Najgorsze dopiero przed nami. IMGW ostrzega przed groźnymi upałami i burzami
Upały nie odpuszczają. W środę temperatura może sięgnąć nawet 35 stopni Celsjusza, a w południowej części kraju spodziewane są intensywne burze. - Początkowo groźniejsze, potem powinny się uspokajać - ostrzega synoptyk IMGW Małgorzata Tomczuk.
Aktualną sytuację pogodową synoptyk Małgorzata Tomczuk skomentowała w rozmowie z Polską Agencją Prasową. Ekspertka Instytutu Meteorologii i Gospodarki Wodnej przekazała, że w środę rano będzie pochmurnie na południowym zachodzie, możliwe są tam opady deszczu. Na pozostałym obszarze kraju powinno być pogodnie.
W ciągu dnia będzie zachmurzenie umiarkowane i duże. Spodziewane są opady deszczu oraz burze. - Najwięcej w południowej połowie kraju - wskazała Tomczuk.

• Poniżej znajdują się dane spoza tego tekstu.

use chrono::{Local, NaiveDate};
use log::info;
use rouille::{Request, Response};
use serde::{Deserialize, Serialize};
use std::sync::{Arc, Mutex, MutexGuard};

use crate::{
    config::HttpConfig,
    domain::{
        query::{QueryError, TrackQuery},
        track::Track,
        vote::{VoteRecord, VoterId},
    },
    engine::{
        VoteOutcome,
        error::VoteError,
        promotion::{PromotionFailure, PromotionReport},
    },
    http::error::ApiError,
    session::Session,
};

pub struct HttpServer {
    session: Arc<Mutex<Session>>,
    pub config: HttpConfig,
    today: fn() -> NaiveDate,
}

fn local_today() -> NaiveDate {
    Local::now().date_naive()
}

impl HttpServer {
    pub fn new(session: Session, config: HttpConfig) -> Self {
        Self {
            session: Arc::new(Mutex::new(session)),
            config,
            today: local_today,
        }
    }

    pub fn run(self) {
        let addr = format!("{}:{}", self.config.bind_addr, self.config.port);
        rouille::start_server(addr, move |request| self.handle_request(request));
    }

    fn handle_request(&self, request: &Request) -> Response {
        Self::log_request(request);

        let result = rouille::router!(request,
            (GET) (/votes) => {
                self.handle_list_votes()
            },
            (POST) (/votes) => {
                self.handle_vote(request)
            },
            (POST) (/promote) => {
                self.handle_promote()
            },
            _ => Ok(Response::empty_404())
        );
        let response = result.unwrap_or_else(ApiError::into_response);

        info!("Response: {} {}", request.method(), response.status_code);
        response
    }

    fn log_request(request: &Request) {
        info!("{} {}", request.method(), request.url());
    }

    /// requests are served one at a time per process
    fn lock_session(&self) -> Result<MutexGuard<'_, Session>, ApiError> {
        self.session
            .lock()
            .map_err(|e| ApiError::Internal(format!("session lock poisoned: {e}")))
    }

    fn handle_list_votes(&self) -> Result<Response, ApiError> {
        let records = self.lock_session()?.pending((self.today)())?;
        Ok(Response::json(
            &records.iter().map(RecordResponse::from_domain).collect::<Vec<_>>(),
        ))
    }

    fn handle_vote(&self, request: &Request) -> Result<Response, ApiError> {
        let body: VoteRequest = rouille::input::json_input(request)
            .map_err(|e| ApiError::BadRequest(format!("invalid vote request: {e}")))?;

        let voter = VoterId::new(&body.user)
            .ok_or(VoteError::InvalidQuery(QueryError::EmptyVoter))?;
        let query = TrackQuery::from_parts(
            body.url.as_deref(),
            body.name.as_deref(),
            body.artist.as_deref(),
        )
        .map_err(VoteError::from)?;

        let receipt = self.lock_session()?.vote(&query, &voter, (self.today)())?;

        let outcome = receipt.nomination.outcome;
        let status = match outcome {
            VoteOutcome::Created => 201,
            VoteOutcome::VoteAdded | VoteOutcome::AlreadyVoted => 200,
        };
        let response = VoteResponse {
            outcome,
            message: outcome.message(),
            track: receipt.nomination.track,
            promotions: receipt.promotions.as_ref().map(PromotionResponse::from_domain),
            promotion_error: receipt.promotion_error.as_ref().map(|e| e.to_string()),
        };
        Ok(Response::json(&response).with_status_code(status))
    }

    fn handle_promote(&self) -> Result<Response, ApiError> {
        let report = self.lock_session()?.promote()?;
        Ok(Response::json(&PromotionResponse::from_domain(&report)))
    }
}

#[derive(Serialize, Deserialize)]
struct VoteRequest {
    user: String,
    url: Option<String>,
    name: Option<String>,
    artist: Option<String>,
}

#[derive(Serialize, Deserialize)]
struct RecordResponse {
    url: String,
    name: String,
    artist: String,
    votes: usize,
    added_at: NaiveDate,
    voted_by: Vec<String>,
}

impl RecordResponse {
    fn from_domain(record: &VoteRecord) -> Self {
        Self {
            url: record.url().to_string(),
            name: record.name().to_string(),
            artist: record.artist().to_string(),
            votes: record.votes(),
            added_at: record.added_at(),
            voted_by: record.voted_by().iter().map(|v| v.to_string()).collect(),
        }
    }
}

#[derive(Serialize, Deserialize)]
struct FailureResponse {
    url: String,
    reason: String,
}

#[derive(Serialize, Deserialize)]
struct PromotionResponse {
    promoted: Vec<RecordResponse>,
    failed: Vec<FailureResponse>,
}

impl PromotionResponse {
    fn from_domain(report: &PromotionReport) -> Self {
        Self {
            promoted: report
                .promoted
                .iter()
                .map(RecordResponse::from_domain)
                .collect(),
            failed: report
                .failed
                .iter()
                .map(|PromotionFailure { record, error }| FailureResponse {
                    url: record.url().to_string(),
                    reason: error.to_string(),
                })
                .collect(),
        }
    }
}

#[derive(Serialize)]
struct VoteResponse {
    outcome: VoteOutcome,
    message: &'static str,
    track: Track,
    promotions: Option<PromotionResponse>,
    #[serde(skip_serializing_if = "Option::is_none")]
    promotion_error: Option<String>,
}

#[cfg(test)]
pub fn parse_json_response<T: serde::de::DeserializeOwned>(
    response: rouille::Response,
) -> anyhow::Result<T> {
    Ok(serde_json::from_reader(
        response.data.into_reader_and_size().0,
    )?)
}

#[cfg(test)]
mod tests {
    use super::*;
    use crate::{
        catalog::fake::{FakeCatalog, track},
        session::tests::{rules, session},
    };

    use rouille::Request;
    use serde_json::json;

    fn fixed_today() -> NaiveDate {
        NaiveDate::from_ymd_opt(2024, 1, 10).unwrap()
    }

    fn create_server(catalog: FakeCatalog, threshold: usize) -> HttpServer {
        HttpServer {
            session: Arc::new(Mutex::new(session(catalog, rules(threshold)).unwrap())),
            config: HttpConfig {
                bind_addr: "0.0.0.0".to_string(),
                port: 8080,
            },
            today: fixed_today,
        }
    }

    fn default_server() -> HttpServer {
        create_server(
            FakeCatalog::with_tracks(vec![
                track("u1", "Hey Jude", "The Beatles"),
                track("u2", "Africa", "Toto"),
            ]),
            5,
        )
    }

    fn post_json(url: &str, body: serde_json::Value) -> Request {
        Request::fake_http(
            "POST",
            url,
            vec![("Content-Type".to_string(), "application/json".to_string())],
            body.to_string().into_bytes(),
        )
    }

    fn get(url: &str) -> Request {
        Request::fake_http("GET", url, vec![], vec![])
    }

    #[test]
    fn test_http_vote_created() -> anyhow::Result<()> {
        let server = default_server();

        let response =
            server.handle_request(&post_json("/votes", json!({"user": "alice", "url": "u1"})));
        assert_eq!(response.status_code, 201);

        let body: serde_json::Value = parse_json_response(response)?;
        assert_eq!(body["outcome"], "created");
        assert_eq!(body["track"]["name"], "Hey Jude");
        assert_eq!(body["promotions"]["promoted"], json!([]));

        Ok(())
    }

    #[test]
    fn test_http_vote_by_search_then_repeat() -> anyhow::Result<()> {
        let server = default_server();
        let request = json!({"user": "alice", "name": "Africa", "artist": "Toto"});

        let first = server.handle_request(&post_json("/votes", request.clone()));
        assert_eq!(first.status_code, 201);

        let again = server.handle_request(&post_json("/votes", request));
        assert_eq!(again.status_code, 200);
        let body: serde_json::Value = parse_json_response(again)?;
        assert_eq!(body["outcome"], "already_voted");

        Ok(())
    }

    #[test]
    fn test_http_vote_invalid_query() {
        let server = default_server();

        let both = server.handle_request(&post_json(
            "/votes",
            json!({"user": "alice", "url": "u1", "name": "Africa", "artist": "Toto"}),
        ));
        assert_eq!(both.status_code, 400);

        let neither = server.handle_request(&post_json("/votes", json!({"user": "alice"})));
        assert_eq!(neither.status_code, 400);

        let no_user = server.handle_request(&post_json("/votes", json!({"user": " ", "url": "u1"})));
        assert_eq!(no_user.status_code, 400);

        let not_json = server.handle_request(&Request::fake_http(
            "POST",
            "/votes",
            vec![],
            b"user=alice".to_vec(),
        ));
        assert_eq!(not_json.status_code, 400);
    }

    #[test]
    fn test_http_vote_not_found() {
        let server = default_server();

        let response =
            server.handle_request(&post_json("/votes", json!({"user": "alice", "url": "nope"})));
        assert_eq!(response.status_code, 404);
    }

    #[test]
    fn test_http_vote_already_in_playlist() -> anyhow::Result<()> {
        let catalog = FakeCatalog::with_tracks(vec![track("u1", "Hey Jude", "The Beatles")]);
        catalog.playlist.lock().unwrap().push("u1".into());
        let server = create_server(catalog, 5);

        let response =
            server.handle_request(&post_json("/votes", json!({"user": "alice", "url": "u1"})));
        assert_eq!(response.status_code, 409);

        let body: serde_json::Value = parse_json_response(response)?;
        assert_eq!(body["error"], "Track already in playlist.");
        Ok(())
    }

    #[test]
    fn test_http_catalog_unavailable() {
        let catalog = FakeCatalog {
            unavailable: true,
            ..FakeCatalog::with_tracks(vec![track("u1", "Hey Jude", "The Beatles")])
        };
        let server = create_server(catalog, 5);

        let response =
            server.handle_request(&post_json("/votes", json!({"user": "alice", "url": "u1"})));
        assert_eq!(response.status_code, 503);
    }

    #[test]
    fn test_http_list_votes_sorted() -> anyhow::Result<()> {
        let server = default_server();

        server.handle_request(&post_json("/votes", json!({"user": "alice", "url": "u1"})));
        server.handle_request(&post_json("/votes", json!({"user": "alice", "url": "u2"})));
        server.handle_request(&post_json("/votes", json!({"user": "bob", "url": "u2"})));

        let response = server.handle_request(&get("/votes"));
        assert_eq!(response.status_code, 200);

        let body: Vec<RecordResponse> = parse_json_response(response)?;
        assert_eq!(
            body.iter().map(|r| r.url.as_str()).collect::<Vec<_>>(),
            vec!["u2", "u1"]
        );
        assert_eq!(body[0].votes, 2);
        assert_eq!(body[0].voted_by, vec!["alice".to_string(), "bob".to_string()]);
        assert_eq!(body[0].added_at, fixed_today());
        Ok(())
    }

    #[test]
    fn test_http_vote_triggers_promotion() -> anyhow::Result<()> {
        let server = create_server(
            FakeCatalog::with_tracks(vec![track("u1", "Hey Jude", "The Beatles")]),
            1,
        );

        server.handle_request(&post_json("/votes", json!({"user": "alice", "url": "u1"})));
        let response =
            server.handle_request(&post_json("/votes", json!({"user": "bob", "url": "u1"})));
        assert_eq!(response.status_code, 200);

        let body: serde_json::Value = parse_json_response(response)?;
        assert_eq!(body["outcome"], "vote_added");
        assert_eq!(body["promotions"]["promoted"][0]["url"], "u1");

        let list: Vec<RecordResponse> = parse_json_response(server.handle_request(&get("/votes")))?;
        assert!(list.is_empty());
        Ok(())
    }

    #[test]
    fn test_http_promote_reports_failures() -> anyhow::Result<()> {
        let catalog = FakeCatalog {
            rejected: ["u1".to_string()].into(),
            ..FakeCatalog::with_tracks(vec![track("u1", "Hey Jude", "The Beatles")])
        };
        let server = create_server(catalog, 0);

        // auto promotion already fails once while voting
        let vote = server.handle_request(&post_json("/votes", json!({"user": "alice", "url": "u1"})));
        let body: serde_json::Value = parse_json_response(vote)?;
        assert_eq!(body["promotions"]["failed"][0]["url"], "u1");

        let response = server.handle_request(&post_json("/promote", json!({})));
        assert_eq!(response.status_code, 200);
        let body: PromotionResponse = parse_json_response(response)?;
        assert!(body.promoted.is_empty());
        assert_eq!(body.failed.len(), 1);
        assert!(body.failed[0].reason.contains("404"));

        let list: Vec<RecordResponse> = parse_json_response(server.handle_request(&get("/votes")))?;
        assert_eq!(list.len(), 1);
        Ok(())
    }

    #[test]
    fn test_http_unknown_route() {
        let server = default_server();
        let response = server.handle_request(&get("/tracks"));
        assert_eq!(response.status_code, 404);
    }
}
use crate::cli::run;

mod catalog;
pub mod cli;
mod config;
pub mod domain;
mod engine;
pub mod http;
mod session;
pub mod storage;

fn main() -> anyhow::Result<()> {
    env_logger::Builder::from_env(env_logger::Env::default().default_filter_or("info")).init();
    run()
}
use std::fmt;
use std::io;
use std::path::{Path, PathBuf};

use thiserror::Error;

/// Which half of a `SECONDS.FRACTION` timestamp failed to parse.
#[derive(Debug, Clone, Copy, PartialEq, Eq)]
pub enum TimestampPart {
    Seconds,
    Nanoseconds,
}

impl fmt::Display for TimestampPart {
    fn fmt(&self, f: &mut fmt::Formatter<'_>) -> fmt::Result {
        match self {
            TimestampPart::Seconds => f.write_str("seconds"),
            TimestampPart::Nanoseconds => f.write_str("nano seconds"),
        }
    }
}

#[derive(Debug, Error)]
pub enum ArchiveError {
    #[error("syntax error in {part} part: {raw:?}")]
    MalformedTimestamp { part: TimestampPart, raw: String },

    #[error("empty ID is forbidden")]
    EmptyIdentifier,

    #[error("failed to decode {}: {source}", path.display())]
    Decode {
        path: PathBuf,
        #[source]
        source: serde_json::Error,
    },

    #[error("failed to encode {}: {source}", path.display())]
    Encode {
        path: PathBuf,
        #[source]
        source: serde_json::Error,
    },

    #[error("unknown field `{field}` in {}", path.display())]
    UnknownField { path: PathBuf, field: String },

    #[error("i/o error on {}: {source}", path.display())]
    Io {
        path: PathBuf,
        #[source]
        source: io::Error,
    },

    #[error("channel not found, unknown id: id={0}")]
    ChannelNotFound(String),

    #[error("invalid timestamp {ts} ({channel})")]
    InvalidIndexTimestamp { channel: String, ts: String },

    #[error("iteration aborted")]
    IterationAborted,

    /// Broken invariant inside the store or indexer; indicates a bug rather than bad input.
    #[error("internal consistency error: {0}")]
    Internal(String),
}

impl ArchiveError {
    pub fn io(path: impl AsRef<Path>, source: io::Error) -> Self {
        ArchiveError::Io {
            path: path.as_ref().to_path_buf(),
            source,
        }
    }

    pub fn decode(path: impl AsRef<Path>, source: serde_json::Error) -> Self {
        ArchiveError::Decode {
            path: path.as_ref().to_path_buf(),
            source,
        }
    }

    pub fn is_not_found(&self) -> bool {
        matches!(self, ArchiveError::Io { source, .. } if source.kind() == io::ErrorKind::NotFound)
    }
}

pub type Result<T, E = ArchiveError> = std::result::Result<T, E>;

Podczas burz opady deszczu wyniosą do 20 mm, zaś porywy wiatru lokalnie do 70 km/h.
Na wschodzi kraju nawet 25 stopni Celsjusza
Prognozowana temperatura maksymalna w ciągu dnia będzie się wahać od 21-24 stopni Celsjusza na Wybrzeżu, 28 st. C na zachodzie i 31 st. w centrum, na południowym wschodzie nawet do 35 st. C.
- W nocy burze w zachodniej połowie kraju. Początkowo groźniejsze, potem powinny się uspokajać - zaznaczyła synoptyk IMGW. Dodała, że wschód kraju powinien być pogodny - bez opadów deszczu.
Prognozuje się, że w nocy temperatura powinna być wyrównana, od 17 do 21 stopni Celsjusza.
Zobacz też: Biden ogłosi ważną decyzję dla Polski? "To nie jest zły pomysł"
Burze i upały. IMGW ostrzega
Z powodu utrzymujących się niezwykle wysokich temperatur Instytut Meteorologii i Gospodarki Wodnej wydał ostrzeżenia przed burzami i upałami.
Alerty drugiego stopnia informujące o wysokich temperaturach obowiązują na terenach wschodniej i południowej części Polski. Na Podkarpaciu oraz części województw: małopolskiego, lubelskiego i świętokrzyskiego ostrzeżenia podniesiono do trzeciego, najwyższego stopnia.